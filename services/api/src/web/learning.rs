//! services/api/src/web/learning.rs
//!
//! The learning player: courses with progress, clip completion, quizzes,
//! stateless attempt scoring and certificates.

use crate::error::{ApiError, ErrorBody};
use crate::web::attempts::{
    begin_attempt, course_progress, effective_quiz, issue_if_complete, record_result,
};
use crate::web::dto::{
    AttemptDto, CertificateDto, CompletionResponse, CourseDto, ProgressDto, QuizDto,
    QuizResultDto, SubmitAttemptRequest, SubmitAttemptResponse,
};
use crate::web::state::AppState;
use axum::{
    extract::{Path, State},
    http::StatusCode,
    response::Json,
    Extension,
};
use learnhub_core::attempt::SubmitOutcome;
use learnhub_core::domain::NodeContent;
use learnhub_core::ports::PortError;
use std::sync::Arc;
use tracing::error;
use uuid::Uuid;

/// GET /courses/{course_id} - A course outline with the user's progress.
#[utoipa::path(
    get,
    path = "/courses/{course_id}",
    params(("course_id" = Uuid, Path, description = "The course")),
    responses(
        (status = 200, description = "Course with progress", body = CourseDto),
        (status = 404, description = "Unknown course", body = ErrorBody)
    ),
    tag = "Learning"
)]
pub async fn get_course_handler(
    State(state): State<Arc<AppState>>,
    Extension(user_id): Extension<Uuid>,
    Path(course_id): Path<Uuid>,
) -> Result<Json<CourseDto>, ApiError> {
    let course = state.db.get_course(course_id).await?;
    let progress = course_progress(state.db.as_ref(), user_id, &course)
        .await
        .map_err(|e| {
            error!("Failed to load progress for course {}: {:?}", course_id, e);
            e
        })?;
    Ok(Json(CourseDto::new(&course, &progress)))
}

/// POST /courses/{course_id}/clips/{clip_id}/complete - Mark a clip watched.
#[utoipa::path(
    post,
    path = "/courses/{course_id}/clips/{clip_id}/complete",
    params(
        ("course_id" = Uuid, Path, description = "The course"),
        ("clip_id" = Uuid, Path, description = "A clip in that course")
    ),
    responses(
        (status = 200, description = "Updated progress", body = CompletionResponse),
        (status = 404, description = "Unknown course or clip not in course", body = ErrorBody)
    ),
    tag = "Learning"
)]
pub async fn complete_clip_handler(
    State(state): State<Arc<AppState>>,
    Extension(user_id): Extension<Uuid>,
    Path((course_id, clip_id)): Path<(Uuid, Uuid)>,
) -> Result<Json<CompletionResponse>, ApiError> {
    let course = state.db.get_course(course_id).await?;
    if !course
        .nodes()
        .any(|n| n.content == NodeContent::Clip { clip_id })
    {
        return Err(PortError::NotFound(format!(
            "Clip {} is not part of course {}",
            clip_id, course_id
        ))
        .into());
    }

    state
        .db
        .record_clip_completion(user_id, clip_id)
        .await
        .map_err(|e| {
            error!("Failed to record completion of clip {}: {:?}", clip_id, e);
            e
        })?;

    let certificate = issue_if_complete(state.db.as_ref(), user_id, &course).await?;
    let progress = course_progress(state.db.as_ref(), user_id, &course).await?;
    Ok(Json(CompletionResponse {
        progress: ProgressDto::from(&progress),
        certificate: certificate.as_ref().map(CertificateDto::from),
    }))
}

/// GET /quizzes/{quiz_id} - A quiz as shown to the learner (no answers).
#[utoipa::path(
    get,
    path = "/quizzes/{quiz_id}",
    params(("quiz_id" = Uuid, Path, description = "The quiz")),
    responses(
        (status = 200, description = "Quiz without correct answers", body = QuizDto),
        (status = 404, description = "Unknown quiz", body = ErrorBody)
    ),
    tag = "Learning"
)]
pub async fn get_quiz_handler(
    State(state): State<Arc<AppState>>,
    Path(quiz_id): Path<Uuid>,
) -> Result<Json<QuizDto>, ApiError> {
    let quiz = effective_quiz(state.db.as_ref(), quiz_id).await?;
    Ok(Json(QuizDto::from(&quiz)))
}

/// POST /quizzes/{quiz_id}/attempts - Score a complete answer set.
#[utoipa::path(
    post,
    path = "/quizzes/{quiz_id}/attempts",
    params(("quiz_id" = Uuid, Path, description = "The quiz")),
    request_body = SubmitAttemptRequest,
    responses(
        (status = 201, description = "Scored attempt", body = SubmitAttemptResponse),
        (status = 400, description = "Answer to a question outside the quiz", body = ErrorBody),
        (status = 404, description = "Unknown quiz", body = ErrorBody),
        (status = 409, description = "Attempt limit reached", body = ErrorBody)
    ),
    tag = "Learning"
)]
pub async fn submit_attempt_handler(
    State(state): State<Arc<AppState>>,
    Extension(user_id): Extension<Uuid>,
    Path(quiz_id): Path<Uuid>,
    Json(req): Json<SubmitAttemptRequest>,
) -> Result<(StatusCode, Json<SubmitAttemptResponse>), ApiError> {
    let mut attempt = begin_attempt(state.db.as_ref(), user_id, quiz_id).await?;
    for entry in req.answers {
        attempt.answer(entry.question_id, entry.answer.into())?;
    }

    let result = match attempt.submit() {
        SubmitOutcome::Submitted(result) => result,
        SubmitOutcome::AlreadySubmitted => {
            return Err(ApiError::Internal("Fresh attempt was already submitted".to_string()))
        }
    };

    let recorded = record_result(
        state.db.as_ref(),
        user_id,
        quiz_id,
        attempt.attempt_number(),
        &result,
    )
    .await
    .map_err(|e| {
        error!("Failed to record attempt on quiz {}: {:?}", quiz_id, e);
        e
    })?;

    Ok((
        StatusCode::CREATED,
        Json(SubmitAttemptResponse {
            attempt: AttemptDto::from(&recorded.stored),
            result: QuizResultDto::from(&result),
            certificates: recorded.certificates.iter().map(CertificateDto::from).collect(),
        }),
    ))
}

/// GET /quizzes/{quiz_id}/attempts - The user's attempt history.
#[utoipa::path(
    get,
    path = "/quizzes/{quiz_id}/attempts",
    params(("quiz_id" = Uuid, Path, description = "The quiz")),
    responses((status = 200, description = "Previous attempts, oldest first", body = [AttemptDto])),
    tag = "Learning"
)]
pub async fn list_attempts_handler(
    State(state): State<Arc<AppState>>,
    Extension(user_id): Extension<Uuid>,
    Path(quiz_id): Path<Uuid>,
) -> Result<Json<Vec<AttemptDto>>, ApiError> {
    let attempts = state.db.list_attempts(user_id, quiz_id).await?;
    Ok(Json(attempts.iter().map(AttemptDto::from).collect()))
}

/// GET /certificates - Certificates earned by the user.
#[utoipa::path(
    get,
    path = "/certificates",
    responses((status = 200, description = "Issued certificates", body = [CertificateDto])),
    tag = "Learning"
)]
pub async fn list_certificates_handler(
    State(state): State<Arc<AppState>>,
    Extension(user_id): Extension<Uuid>,
) -> Result<Json<Vec<CertificateDto>>, ApiError> {
    let certificates = state.db.list_certificates(user_id).await?;
    Ok(Json(certificates.iter().map(CertificateDto::from).collect()))
}
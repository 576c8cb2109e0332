pub mod db;
pub mod payments;

pub use db::DbAdapter;
pub use payments::SandboxPaymentAdapter;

* What this task involves *
All of the entries should be written out again exactly.

* Solved exercise *
filename services/api/src/web/learning.rs
//! services/api/src/web/learning.rs
//!
//! The learning player: courses with progress, clip completion, quizzes,
//! stateless attempt scoring and certificates.

use crate::error::{ApiError, ErrorBody};
use crate::web::attempts::{
    begin_attempt, course_progress, effective_quiz, issue_if_complete, record_result,
};
use crate::web::dto::{
    AttemptDto, CertificateDto, CompletionResponse, CourseDto, ProgressDto, QuizDto,
    QuizResultDto, SubmitAttemptRequest, SubmitAttemptResponse,
};
use crate::web::state::AppState;
use axum::{
    extract::{Path, State},
    http::StatusCode,
    response::Json,
    Extension,
};
use learnhub_core::attempt::SubmitOutcome;
use learnhub_core::domain::NodeContent;
use learnhub_core::ports::PortError;
use std::sync::Arc;
use tracing::error;
use uuid::Uuid;

/// GET /courses/{course_id} - A course outline with the user's progress.
#[utoipa::path(
    get,
    path = "/courses/{course_id}",
    params(("course_id" = Uuid, Path, description = "The course")),
    responses(
        (status = 200, description = "Course with progress", body = CourseDto),
        (status = 404, description = "Unknown course", body = ErrorBody)
    ),
    tag = "Learning"
)]
pub async fn get_course_handler(
    State(state): State<Arc<AppState>>,
    Extension(user_id): Extension<Uuid>,
    Path(course_id): Path<Uuid>,
) -> Result<Json<CourseDto>, ApiError> {
    let course = state.db.get_course(course_id).await?;
    let progress = course_progress(state.db.as_ref(), user_id, &course)
        .await
        .map_err(|e| {
            error!("Failed to load progress for course {}: {:?}", course_id, e);
            e
        })?;
    Ok(Json(CourseDto::new(&course, &progress)))
}

/// POST /courses/{course_id}/clips/{clip_id}/complete - Mark a clip watched.
#[utoipa::path(
    post,
    path = "/courses/{course_id}/clips/{clip_id}/complete",
    params(
        ("course_id" = Uuid, Path, description = "The course"),
        ("clip_id" = Uuid, Path, description = "A clip in that course")
    ),
    responses(
        (status = 200, description = "Updated progress", body = CompletionResponse),
        (status = 404, description = "Unknown course or clip not in course", body = ErrorBody)
    ),
    tag = "Learning"
)]
pub async fn complete_clip_handler(
    State(state): State<Arc<AppState>>,
    Extension(user_id): Extension<Uuid>,
    Path((course_id, clip_id)): Path<(Uuid, Uuid)>,
) -> Result<Json<CompletionResponse>, ApiError> {
    let course = state.db.get_course(course_id).await?;
    if !course
        .nodes()
        .any(|n| n.content == NodeContent::Clip { clip_id })
    {
        return Err(PortError::NotFound(format!(
            "Clip {} is not part of course {}",
            clip_id, course_id
        ))
        .into());
    }

    state
        .db
        .record_clip_completion(user_id, clip_id)
        .await
        .map_err(|e| {
            error!("Failed to record completion of clip {}: {:?}", clip_id, e);
            e
        })?;

    let certificate = issue_if_complete(state.db.as_ref(), user_id, &course).await?;
    let progress = course_progress(state.db.as_ref(), user_id, &course).await?;
    Ok(Json(CompletionResponse {
        progress: ProgressDto::from(&progress),
        certificate: certificate.as_ref().map(CertificateDto::from),
    }))
}

/// GET /quizzes/{quiz_id} - A quiz as shown to the learner (no answers).
#[utoipa::path(
    get,
    path = "/quizzes/{quiz_id}",
    params(("quiz_id" = Uuid, Path, description = "The quiz")),
    responses(
        (status = 200, description = "Quiz without correct answers", body = QuizDto),
        (status = 404, description = "Unknown quiz", body = ErrorBody)
    ),
    tag = "Learning"
)]
pub async fn get_quiz_handler(
    State(state): State<Arc<AppState>>,
    Path(quiz_id): Path<Uuid>,
) -> Result<Json<QuizDto>, ApiError> {
    let quiz = effective_quiz(state.db.as_ref(), quiz_id).await?;
    Ok(Json(QuizDto::from(&quiz)))
}

/// POST /quizzes/{quiz_id}/attempts - Score a complete answer set.
#[utoipa::path(
    post,
    path = "/quizzes/{quiz_id}/attempts",
    params(("quiz_id" = Uuid, Path, description = "The quiz")),
    request_body = SubmitAttemptRequest,
    responses(
        (status = 201, description = "Scored attempt", body = SubmitAttemptResponse),
        (status = 400, description = "Answer to a question outside the quiz", body = ErrorBody),
        (status = 404, description = "Unknown quiz", body = ErrorBody),
        (status = 409, description = "Attempt limit reached", body = ErrorBody)
    ),
    tag = "Learning"
)]
pub async fn submit_attempt_handler(
    State(state): State<Arc<AppState>>,
    Extension(user_id): Extension<Uuid>,
    Path(quiz_id): Path<Uuid>,
    Json(req): Json<SubmitAttemptRequest>,
) -> Result<(StatusCode, Json<SubmitAttemptResponse>), ApiError> {
    let mut attempt = begin_attempt(state.db.as_ref(), user_id, quiz_id).await?;
    for entry in req.answers {
        attempt.answer(entry.question_id, entry.answer.into())?;
    }

    let result = match attempt.submit() {
        SubmitOutcome::Submitted(result) => result,
        SubmitOutcome::AlreadySubmitted => {
            return Err(ApiError::Internal("Fresh attempt was already submitted".to_string()))
        }
    };

    let recorded = record_result(
        state.db.as_ref(),
        user_id,
        quiz_id,
        attempt.attempt_number(),
        &result,
    )
    .await
    .map_err(|e| {
        error!("Failed to record attempt on quiz {}: {:?}", quiz_id, e);
        e
    })?;

    Ok((
        StatusCode::CREATED,
        Json(SubmitAttemptResponse {
            attempt: AttemptDto::from(&recorded.stored),
            result: QuizResultDto::from(&result),
            certificates: recorded.certificates.iter().map(CertificateDto::from).collect(),
        }),
    ))
}

/// GET /quizzes/{quiz_id}/attempts - The user's attempt history.
#[utoipa::path(
    get,
    path = "/quizzes/{quiz_id}/attempts",
    params(("quiz_id" = Uuid, Path, description = "The quiz")),
    responses((status = 200, description = "Previous attempts, oldest first", body = [AttemptDto])),
    tag = "Learning"
)]
pub async fn list_attempts_handler(
    State(state): State<Arc<AppState>>,
    Extension(user_id): Extension<Uuid>,
    Path(quiz_id): Path<Uuid>,
) -> Result<Json<Vec<AttemptDto>>, ApiError> {
    let attempts = state.db.list_attempts(user_id, quiz_id).await?;
    Ok(Json(attempts.iter().map(AttemptDto::from).collect()))
}

/// GET /certificates - Certificates earned by the user.
#[utoipa::path(
    get,
    path = "/certificates",
    responses((status = 200, description = "Issued certificates", body = [CertificateDto])),
    tag = "Learning"
)]
pub async fn list_certificates_handler(
    State(state): State<Arc<AppState>>,
    Extension(user_id): Extension<Uuid>,
) -> Result<Json<Vec<CertificateDto>>, ApiError> {
    let certificates = state.db.list_certificates(user_id).await?;
    Ok(Json(certificates.iter().map(CertificateDto::from).collect()))
}
repository 576c8cb2109e0332
pub mod db;
pub mod payments;

pub use db::DbAdapter;
pub use payments::SandboxPaymentAdapter;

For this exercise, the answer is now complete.